Methods : Animal model of RD was created in Brown Norway rats by subretinal injection of 1% sodium hyaluronate. Lentivirus NOX2 shRNA (LV-NOX2-sh) was constructed to inhibit NOX2 expression in vivo. The rats were randomly divided into four groups: normal control group (non-detachment), RD control group, negative control group (vehicle+RD) and LV-NOX2-sh+RD group. Expression of NOX2 and biomarkers of ERS pathway (CHOP, TRB3 and Caspase-12) were detected using quantitative real-time PCR and western blotting on day 1, 3, 5 and 7 after RD in each group. Non-detachment animals served as control. TdT-mediated fluorescein-16-dUTP nick-end labeling (TUNEL) assay was used to stain the apoptosis cells in histological sections. Retinal outer nuclear layer (ONL) thickness was measured to assess retina damage in each group.

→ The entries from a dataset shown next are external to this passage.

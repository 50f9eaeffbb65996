//! Provider error types
//!
//! Every adapter classifies its authority's error payloads into these
//! variants at its boundary; nothing above this crate sees provider codes.

use thiserror::Error;

/// Errors that can occur while talking to a bus route provider
#[derive(Debug, Error)]
pub enum BusApiError {
    /// The provider rejected the service key
    #[error("Service key rejected: {0}")]
    AuthKey(String),

    /// Unexpected payload shape or non-success result code (provider message verbatim)
    #[error("Remote protocol error: {0}")]
    RemoteProtocol(String),

    /// The provider answered with an explicit "service unavailable" body
    #[error("Upstream unavailable: {0}")]
    UpstreamUnavailable(String),

    /// Connection to the provider failed
    #[error("Connection failed: {0}")]
    ConnectionFailed(String),

    /// HTTP request failed (non-success status or unreadable body)
    #[error("Request failed: {0}")]
    RequestFailed(String),

    /// Request timeout
    #[error("Request timed out after {timeout_secs} seconds")]
    Timeout {
        /// The timeout duration in seconds
        timeout_secs: u64,
    },

    /// Configuration error
    #[error("Configuration error: {0}")]
    ConfigurationError(String),
}

impl BusApiError {
    /// Returns true if the whole call may be retried
    ///
    /// Only the explicit unavailable marker qualifies; key rejections and
    /// protocol errors would fail the same way again.
    #[must_use]
    pub const fn is_retryable(&self) -> bool {
        matches!(self, Self::UpstreamUnavailable(_))
    }

    /// Returns true if the provider rejected the credential
    #[must_use]
    pub const fn is_auth_error(&self) -> bool {
        matches!(self, Self::AuthKey(_))
    }

    /// Map a reqwest send error, distinguishing timeouts
    pub(crate) fn from_send(err: &reqwest::Error, timeout_secs: u64) -> Self {
        if err.is_timeout() {
            Self::Timeout { timeout_secs }
        } else {
            Self::ConnectionFailed(err.to_string())
        }
    }
}
//! Infrastructure layer - Adapters for external systems
//!
//! Implements the route ports over the provider clients and carries the
//! process-level concerns: configuration loading, retry policy, tracing
//! setup and service wiring.

pub mod adapters;
pub mod bootstrap;
pub mod config;
pub mod retry;
pub mod telemetry;

pub use adapters::*;
pub use bootstrap::{build_route_search_service, regional_ports};
pub use config::{AppConfig, ENV_PREFIX};
pub use retry::{RetryConfig, RetryResult, Retryable, retry, with_retry};
pub use telemetry::{TelemetryConfig, TelemetryError, init_tracing};
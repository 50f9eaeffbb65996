//! Stop entity

use serde::{Deserialize, Serialize};

use crate::value_objects::Position;

/// A stop along a route, in traversal order
#[derive(Debug, Clone, PartialEq, Serialize, Deserialize)]
pub struct Stop {
    /// Rider-facing station number, when the provider reports one
    pub station_code: Option<String>,

    /// Station name
    pub name: String,

    /// Station position
    pub position: Position,

    /// True for the single stop where the route reverses direction
    pub is_turnaround_point: bool,
}

impl Stop {
    /// Create a new stop
    pub fn new(
        station_code: Option<String>,
        name: impl Into<String>,
        position: Position,
        is_turnaround_point: bool,
    ) -> Self {
        Self {
            station_code,
            name: name.into(),
            position,
            is_turnaround_point,
        }
    }

    /// Index of the turnaround stop, if any
    #[must_use]
    pub fn turnaround_index(stops: &[Self]) -> Option<usize> {
        stops.iter().position(|s| s.is_turnaround_point)
    }
}
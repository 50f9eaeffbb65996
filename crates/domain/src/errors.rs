//! Domain-level errors

use thiserror::Error;

/// Errors that can occur in the domain layer
#[derive(Debug, Clone, PartialEq, Eq, Error)]
pub enum DomainError {
    /// Route identifier could not be decoded
    #[error("Malformed route identifier: {0}")]
    MalformedIdentifier(String),

    /// Identifier codec was configured with an unusable tag/delimiter pair
    #[error("Invalid identifier codec: {0}")]
    InvalidCodec(String),

    /// Validation failed
    #[error("Validation failed: {0}")]
    ValidationError(String),
}

impl DomainError {
    /// Create a malformed identifier error
    pub fn malformed(id: impl Into<String>) -> Self {
        Self::MalformedIdentifier(id.into())
    }

    /// Returns true if this error was caused by a bad route identifier
    #[must_use]
    pub const fn is_malformed_identifier(&self) -> bool {
        matches!(self, Self::MalformedIdentifier(_))
    }
}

Results : NOX2 expression was significantly increased after RD. CHOP and TRB3 were over-expressed in RD control group. In LV-NOX2-sh group, the expression of NOX2 was notably inhibited in vivo. And the expressions of CHOP and TRB3 were decreased compared with those RD rats and vehicle+RD rats at the same time points. The ratio of TUNEL-positive photoreceptors in LV-NOX2-sh+RD group was significantly reduced accompany with less expression of Caspase-12. Meanwhile, the ONL thickness in LV-NOX2-sh+RD group was thicker than that both in RD group and vehicle+RD group.

Conclusions : NOX2 expression is up-regulated in retinas and induces ERS pathway after RD. Inhibition of NOX2 protects photoreceptors through ERS-mediated apoptosis pathway in RD rat model. NOX2 may be a crucial regulatory molecule in ERS-mediated photoreceptor apoptosis after RD.

This is an abstract that was submitted for the 2016 ARVO Annual Meeting, held in Seattle, Wash., May 1-5, 2016.